• **DATA UNDER STUDY**:

# # #

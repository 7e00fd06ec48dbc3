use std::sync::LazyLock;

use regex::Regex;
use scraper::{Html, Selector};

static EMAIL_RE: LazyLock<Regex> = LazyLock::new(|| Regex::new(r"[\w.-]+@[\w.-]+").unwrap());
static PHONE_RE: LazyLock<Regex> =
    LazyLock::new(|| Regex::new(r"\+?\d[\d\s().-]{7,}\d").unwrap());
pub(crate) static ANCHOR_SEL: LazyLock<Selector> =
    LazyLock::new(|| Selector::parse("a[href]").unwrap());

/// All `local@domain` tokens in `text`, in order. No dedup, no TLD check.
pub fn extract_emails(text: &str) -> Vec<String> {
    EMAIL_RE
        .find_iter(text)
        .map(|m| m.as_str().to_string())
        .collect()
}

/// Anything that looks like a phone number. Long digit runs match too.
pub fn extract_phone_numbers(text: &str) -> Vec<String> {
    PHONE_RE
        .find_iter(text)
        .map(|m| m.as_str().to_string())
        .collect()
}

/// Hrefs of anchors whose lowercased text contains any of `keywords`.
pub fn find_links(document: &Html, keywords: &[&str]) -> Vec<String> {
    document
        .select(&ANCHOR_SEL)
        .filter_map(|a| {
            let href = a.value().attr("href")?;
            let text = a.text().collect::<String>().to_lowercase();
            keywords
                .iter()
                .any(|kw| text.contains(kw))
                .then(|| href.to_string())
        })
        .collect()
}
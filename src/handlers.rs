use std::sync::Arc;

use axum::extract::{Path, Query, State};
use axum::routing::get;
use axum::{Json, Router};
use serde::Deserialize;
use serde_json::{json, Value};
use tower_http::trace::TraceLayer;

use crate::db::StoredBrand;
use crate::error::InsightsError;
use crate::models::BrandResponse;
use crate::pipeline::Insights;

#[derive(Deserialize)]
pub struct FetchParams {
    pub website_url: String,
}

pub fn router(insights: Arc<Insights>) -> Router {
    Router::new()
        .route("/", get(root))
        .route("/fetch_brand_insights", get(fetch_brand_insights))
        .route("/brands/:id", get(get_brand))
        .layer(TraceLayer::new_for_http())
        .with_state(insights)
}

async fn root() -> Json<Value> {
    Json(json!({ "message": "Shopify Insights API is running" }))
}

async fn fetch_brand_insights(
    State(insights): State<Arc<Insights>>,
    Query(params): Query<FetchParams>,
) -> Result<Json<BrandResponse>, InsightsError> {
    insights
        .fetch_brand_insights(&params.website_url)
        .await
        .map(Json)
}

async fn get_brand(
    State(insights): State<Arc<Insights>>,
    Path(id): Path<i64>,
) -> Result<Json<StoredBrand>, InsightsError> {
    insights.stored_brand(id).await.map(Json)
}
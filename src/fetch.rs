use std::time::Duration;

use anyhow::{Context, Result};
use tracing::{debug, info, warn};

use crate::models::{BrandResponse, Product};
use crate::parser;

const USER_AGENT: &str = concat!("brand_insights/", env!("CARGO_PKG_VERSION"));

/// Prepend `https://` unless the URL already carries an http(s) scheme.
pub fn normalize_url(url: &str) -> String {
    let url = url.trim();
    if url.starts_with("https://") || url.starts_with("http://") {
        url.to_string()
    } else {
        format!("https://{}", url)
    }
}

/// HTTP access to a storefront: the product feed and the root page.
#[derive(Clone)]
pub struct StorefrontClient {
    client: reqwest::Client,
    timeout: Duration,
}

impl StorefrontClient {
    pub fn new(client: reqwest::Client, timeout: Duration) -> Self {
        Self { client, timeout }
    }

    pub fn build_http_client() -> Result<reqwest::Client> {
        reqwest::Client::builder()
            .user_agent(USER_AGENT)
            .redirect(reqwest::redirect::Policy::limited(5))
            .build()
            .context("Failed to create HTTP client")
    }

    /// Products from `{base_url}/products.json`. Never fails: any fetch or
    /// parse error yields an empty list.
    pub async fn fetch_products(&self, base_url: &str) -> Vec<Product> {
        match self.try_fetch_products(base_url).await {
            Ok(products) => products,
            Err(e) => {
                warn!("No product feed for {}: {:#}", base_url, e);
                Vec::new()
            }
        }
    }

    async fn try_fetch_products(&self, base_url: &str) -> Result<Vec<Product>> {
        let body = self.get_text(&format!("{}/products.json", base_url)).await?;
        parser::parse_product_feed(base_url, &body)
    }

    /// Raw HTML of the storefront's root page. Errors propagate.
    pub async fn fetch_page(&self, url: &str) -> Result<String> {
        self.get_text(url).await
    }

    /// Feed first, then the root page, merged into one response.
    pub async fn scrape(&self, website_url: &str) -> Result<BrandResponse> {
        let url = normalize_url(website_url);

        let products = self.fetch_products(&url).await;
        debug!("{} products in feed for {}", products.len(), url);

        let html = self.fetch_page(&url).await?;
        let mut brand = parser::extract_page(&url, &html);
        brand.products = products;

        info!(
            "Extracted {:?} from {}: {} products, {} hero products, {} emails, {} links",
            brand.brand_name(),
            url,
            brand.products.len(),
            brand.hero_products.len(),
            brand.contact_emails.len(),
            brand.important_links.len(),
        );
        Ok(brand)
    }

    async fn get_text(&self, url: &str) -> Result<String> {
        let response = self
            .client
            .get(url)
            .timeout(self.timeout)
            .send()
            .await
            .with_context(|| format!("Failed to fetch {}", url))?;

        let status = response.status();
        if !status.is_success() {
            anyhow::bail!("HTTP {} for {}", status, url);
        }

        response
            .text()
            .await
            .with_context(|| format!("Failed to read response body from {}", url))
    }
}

# # #

• **EXERCISE DIRECTIONS**: Could you output every record above exactly as written?

• **SOLVED PROBLEM**:
repository 7e00fd06ec48dbc3
use std::sync::LazyLock;

use regex::Regex;
use scraper::{Html, Selector};

static EMAIL_RE: LazyLock<Regex> = LazyLock::new(|| Regex::new(r"[\w.-]+@[\w.-]+").unwrap());
static PHONE_RE: LazyLock<Regex> =
    LazyLock::new(|| Regex::new(r"\+?\d[\d\s().-]{7,}\d").unwrap());
pub(crate) static ANCHOR_SEL: LazyLock<Selector> =
    LazyLock::new(|| Selector::parse("a[href]").unwrap());

/// All `local@domain` tokens in `text`, in order. No dedup, no TLD check.
pub fn extract_emails(text: &str) -> Vec<String> {
    EMAIL_RE
        .find_iter(text)
        .map(|m| m.as_str().to_string())
        .collect()
}

/// Anything that looks like a phone number. Long digit runs match too.
pub fn extract_phone_numbers(text: &str) -> Vec<String> {
    PHONE_RE
        .find_iter(text)
        .map(|m| m.as_str().to_string())
        .collect()
}

/// Hrefs of anchors whose lowercased text contains any of `keywords`.
pub fn find_links(document: &Html, keywords: &[&str]) -> Vec<String> {
    document
        .select(&ANCHOR_SEL)
        .filter_map(|a| {
            let href = a.value().attr("href")?;
            let text = a.text().collect::<String>().to_lowercase();
            keywords
                .iter()
                .any(|kw| text.contains(kw))
                .then(|| href.to_string())
        })
        .collect()
}
filename src/handlers.rs
use std::sync::Arc;

use axum::extract::{Path, Query, State};
use axum::routing::get;
use axum::{Json, Router};
use serde::Deserialize;
use serde_json::{json, Value};
use tower_http::trace::TraceLayer;

use crate::db::StoredBrand;
use crate::error::InsightsError;
use crate::models::BrandResponse;
use crate::pipeline::Insights;

#[derive(Deserialize)]
pub struct FetchParams {
    pub website_url: String,
}

pub fn router(insights: Arc<Insights>) -> Router {
    Router::new()
        .route("/", get(root))
        .route("/fetch_brand_insights", get(fetch_brand_insights))
        .route("/brands/:id", get(get_brand))
        .layer(TraceLayer::new_for_http())
        .with_state(insights)
}

async fn root() -> Json<Value> {
    Json(json!({ "message": "Shopify Insights API is running" }))
}

async fn fetch_brand_insights(
    State(insights): State<Arc<Insights>>,
    Query(params): Query<FetchParams>,
) -> Result<Json<BrandResponse>, InsightsError> {
    insights
        .fetch_brand_insights(&params.website_url)
        .await
        .map(Json)
}

async fn get_brand(
    State(insights): State<Arc<Insights>>,
    Path(id): Path<i64>,
) -> Result<Json<StoredBrand>, InsightsError> {
    insights.stored_brand(id).await.map(Json)
}
filename src/fetch.rs
use std::time::Duration;

use anyhow::{Context, Result};
use tracing::{debug, info, warn};

use crate::models::{BrandResponse, Product};
use crate::parser;

const USER_AGENT: &str = concat!("brand_insights/", env!("CARGO_PKG_VERSION"));

/// Prepend `https://` unless the URL already carries an http(s) scheme.
pub fn normalize_url(url: &str) -> String {
    let url = url.trim();
    if url.starts_with("https://") || url.starts_with("http://") {
        url.to_string()
    } else {
        format!("https://{}", url)
    }
}

/// HTTP access to a storefront: the product feed and the root page.
#[derive(Clone)]
pub struct StorefrontClient {
    client: reqwest::Client,
    timeout: Duration,
}

impl StorefrontClient {
    pub fn new(client: reqwest::Client, timeout: Duration) -> Self {
        Self { client, timeout }
    }

    pub fn build_http_client() -> Result<reqwest::Client> {
        reqwest::Client::builder()
            .user_agent(USER_AGENT)
            .redirect(reqwest::redirect::Policy::limited(5))
            .build()
            .context("Failed to create HTTP client")
    }

    /// Products from `{base_url}/products.json`. Never fails: any fetch or
    /// parse error yields an empty list.
    pub async fn fetch_products(&self, base_url: &str) -> Vec<Product> {
        match self.try_fetch_products(base_url).await {
            Ok(products) => products,
            Err(e) => {
                warn!("No product feed for {}: {:#}", base_url, e);
                Vec::new()
            }
        }
    }

    async fn try_fetch_products(&self, base_url: &str) -> Result<Vec<Product>> {
        let body = self.get_text(&format!("{}/products.json", base_url)).await?;
        parser::parse_product_feed(base_url, &body)
    }

    /// Raw HTML of the storefront's root page. Errors propagate.
    pub async fn fetch_page(&self, url: &str) -> Result<String> {
        self.get_text(url).await
    }

    /// Feed first, then the root page, merged into one response.
    pub async fn scrape(&self, website_url: &str) -> Result<BrandResponse> {
        let url = normalize_url(website_url);

        let products = self.fetch_products(&url).await;
        debug!("{} products in feed for {}", products.len(), url);

        let html = self.fetch_page(&url).await?;
        let mut brand = parser::extract_page(&url, &html);
        brand.products = products;

        info!(
            "Extracted {:?} from {}: {} products, {} hero products, {} emails, {} links",
            brand.brand_name(),
            url,
            brand.products.len(),
            brand.hero_products.len(),
            brand.contact_emails.len(),
            brand.important_links.len(),
        );
        Ok(brand)
    }

    async fn get_text(&self, url: &str) -> Result<String> {
        let response = self
            .client
            .get(url)
            .timeout(self.timeout)
            .send()
            .await
            .with_context(|| format!("Failed to fetch {}", url))?;

        let status = response.status();
        if !status.is_success() {
            anyhow::bail!("HTTP {} for {}", status, url);
        }

        response
            .text()
            .await
            .with_context(|| format!("Failed to read response body from {}", url))
    }
}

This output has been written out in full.